Goals for Development
Moving forward in the course, the counselor has set specific goals for their development. Firstly, they aim to become a confident and versatile professional mental health counselor. This involves working on their own sense of security during counseling sessions with clients. Additionally, they aspire to develop a repertoire of different strategies and techniques that can guide them effectively in their counseling sessions. By brainstorming and exploring various approaches, they can enhance their ability to address the unique needs of each client.
Utilizing Theory
The counselor applied Carl Rogers’ person-centered theory during the mock counseling session. According to Rogers (1957), there are six core conditions necessary for successful behavior change in clients. The first core condition is establishing psychological contact between the counselor and the client. Transparent and incisive communication, along with basic skills such as positive body language, eye contact, and minimal encouragers, ensure that the client feels actively listened to. Another core condition is empathy, which comes naturally to the counselor. Unconditional positive regard allows the therapist to accept the client in every aspect of their experience (Rogers, 1957). By creating a non-judgmental space, the counselor helps the client feel safe and encourages vulnerability. It is crucial to avoid making the client feel worthless or judged. The counselor explicitly communicated to the client that their sessions were a safe zone where complete honesty and openness were encouraged. The final core condition is achieving effective communication with the client. While the counselor acknowledges the need for improvement in this area, they plan to work on it while building trust with the client.

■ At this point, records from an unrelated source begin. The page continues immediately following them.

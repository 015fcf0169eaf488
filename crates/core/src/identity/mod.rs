// Caller identity: credential index and layered resolution

pub mod index;
pub mod resolver;

pub use index::{
    IdentityIndex, IndexEntry, IndexMetadata, RebuildProgress, RebuildReport, ScanResult,
    UserRecord,
};
pub use resolver::{AuthConfig, CredentialResolver};

use serde::{Deserialize, Serialize};

/// User id assigned to the configured admin credential
pub const ADMIN_USER_ID: &str = "admin";

/// Resolved identity of an authenticated caller
#[derive(Debug, Clone, PartialEq, Eq, Serialize, Deserialize)]
pub struct Identity {
    pub user_id: String,
    pub is_admin: bool,
    pub debug_mode: bool,
}

impl Identity {
    pub fn admin() -> Self {
        Self {
            user_id: ADMIN_USER_ID.to_string(),
            is_admin: true,
            debug_mode: true,
        }
    }

    pub fn user(user_id: impl Into<String>) -> Self {
        Self {
            user_id: user_id.into(),
            is_admin: false,
            debug_mode: false,
        }
    }
}

impl From<&IndexEntry> for Identity {
    fn from(entry: &IndexEntry) -> Self {
        Self {
            user_id: entry.user_id.clone(),
            is_admin: entry.is_admin,
            debug_mode: entry.debug_mode,
        }
    }
}

/// Credential resolution failures.
///
/// `AuthFailed` is deliberately opaque: it never says which layer rejected
/// the credential.
#[derive(Debug, Clone, PartialEq, Eq, thiserror::Error)]
pub enum AuthError {
    #[error("Credential required")]
    CredentialRequired,

    #[error("Too many authentication attempts")]
    RateLimited { retry_after_ms: Option<u64> },

    #[error("Invalid credential")]
    AuthFailed,
}
// Tool argument validation backed by compiled JSON Schemas

use anyhow::{anyhow, Result};
use jsonschema::error::ValidationErrorKind;
use jsonschema::JSONSchema;
use serde::{Deserialize, Serialize};
use serde_json::Value;

/// A single schema violation at a dotted path (`a.b`, `items[2]`).
/// The empty path is the argument object itself.
#[derive(Debug, Clone, PartialEq, Eq, Serialize, Deserialize)]
pub struct SchemaViolation {
    pub path: String,
    pub message: String,
}

impl SchemaViolation {
    fn new(path: impl Into<String>, message: impl Into<String>) -> Self {
        Self {
            path: path.into(),
            message: message.into(),
        }
    }
}

/// A tool's input schema, compiled once at registration
pub struct ArgumentValidator {
    compiled: JSONSchema,
    expects_object: bool,
}

impl ArgumentValidator {
    /// Compile `schema`, failing if it is not a valid JSON Schema
    pub fn compile(schema: &Value) -> Result<Self> {
        let compiled = JSONSchema::options()
            .compile(schema)
            .map_err(|e| anyhow!("Invalid input schema: {}", e))?;

        Ok(Self {
            compiled,
            expects_object: schema.get("type").and_then(Value::as_str) == Some("object"),
        })
    }

    /// Validate `value`, collecting every violation.
    ///
    /// Object fields set to `null` count as absent, so an optional field may
    /// be sent as null while a required one is reported missing.
    pub fn validate(&self, value: &Value) -> Vec<SchemaViolation> {
        if self.expects_object {
            match value {
                Value::Null => {
                    return vec![SchemaViolation::new("", "Expected an object but received null")]
                }
                Value::Array(_) => {
                    return vec![SchemaViolation::new("", "Expected an object but received an array")]
                }
                _ => {}
            }
        }

        let instance = without_null_fields(value);
        let errors = match self.compiled.validate(&instance) {
            Ok(()) => return Vec::new(),
            Err(errors) => errors,
        };

        errors
            .map(|error| {
                let path = dotted_path(&instance, &error.instance_path.to_string());
                match &error.kind {
                    ValidationErrorKind::Required { property } => {
                        let field = property.as_str().map(str::to_string).unwrap_or_else(|| property.to_string());
                        SchemaViolation::new(join(&path, &field), "Required field is missing")
                    }
                    _ => SchemaViolation::new(path, error.to_string()),
                }
            })
            .collect()
    }
}

/// Keep only the parts of an input schema callers should see
pub fn public_schema(schema: &Value) -> Value {
    let mut public = serde_json::Map::new();
    public.insert("type".to_string(), Value::String("object".to_string()));
    public.insert(
        "properties".to_string(),
        schema
            .get("properties")
            .cloned()
            .unwrap_or_else(|| Value::Object(Default::default())),
    );
    if let Some(required) = schema.get("required").filter(|r| r.is_array()) {
        public.insert("required".to_string(), required.clone());
    }
    Value::Object(public)
}

fn without_null_fields(value: &Value) -> Value {
    match value {
        Value::Object(map) => Value::Object(
            map.iter()
                .filter(|(_, field)| !field.is_null())
                .map(|(name, field)| (name.clone(), without_null_fields(field)))
                .collect(),
        ),
        Value::Array(items) => Value::Array(items.iter().map(without_null_fields).collect()),
        other => other.clone(),
    }
}

/// Render a JSON pointer (`/tags/1`, `/owner/email`) as `tags[1]` or
/// `owner.email`, using the instance to tell indexes from keys.
fn dotted_path(instance: &Value, pointer: &str) -> String {
    let mut path = String::new();
    let mut node = Some(instance);

    for segment in pointer.split('/').skip(1) {
        let segment = segment.replace("~1", "/").replace("~0", "~");
        match node {
            Some(Value::Array(items)) => {
                let index = segment.parse::<usize>().ok();
                path.push_str(&format!("[{}]", segment));
                node = index.and_then(|i| items.get(i));
            }
            _ => {
                path = join(&path, &segment);
                node = node.and_then(|n| n.get(&segment));
            }
        }
    }

    path
}

fn join(path: &str, name: &str) -> String {
    if path.is_empty() {
        name.to_string()
    } else {
        format!("{}.{}", path, name)
    }
}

Verbal Informed Consent Statement
Before commencing the counseling session, the counselor provided a verbal informed consent statement to the client, Katrina. They introduced themselves as Ms. Pettaway and explained their role as a counselor. They clarified that their work as a Licensed Professional Counselor (LPC) involved assisting individuals and families facing hardships and dealing with stressors that impact their daily lives. The counselor assured Katrina that they were available to help her navigate through tough times. They emphasized that the discussions held during the sessions were mostly confidential. However, they also explained that if they sensed any risk of self-harm or harm to others, they would have to report it, as such situations could be perilous and not considered confidential. The counselor ensured that Katrina understood the statement and provided an opportunity for her to ask questions or express any concerns before proceeding with the session.
Conclusion
Reflecting on the mock counseling session conducted during Week One, it is evident that the counselor has identified both strengths and areas for improvement. By focusing on enhancing their skills, such as refraining from giving excessive advice, avoiding rambling, and improving communication, the counselor aims to become a confident and versatile professional mental health counselor. By utilizing Carl Rogers’ person-centered theory and establishing the core conditions necessary for successful behavior change, the counselor creates a safe and non-judgmental space for clients to explore their thoughts and emotions. With continued practice, self-reflection, and dedication to professional growth, the counselor is on a promising path towards becoming an effective and empathetic counselor.
References
Rogers, C.R. (1957). The necessary and sufficient conditions of therapeutic personality change. Journal of Consulting Psychology, 21, 95-103.
Young, M.E. (2017). Counseling and therapy skills (5th ed.). Cengage Learning.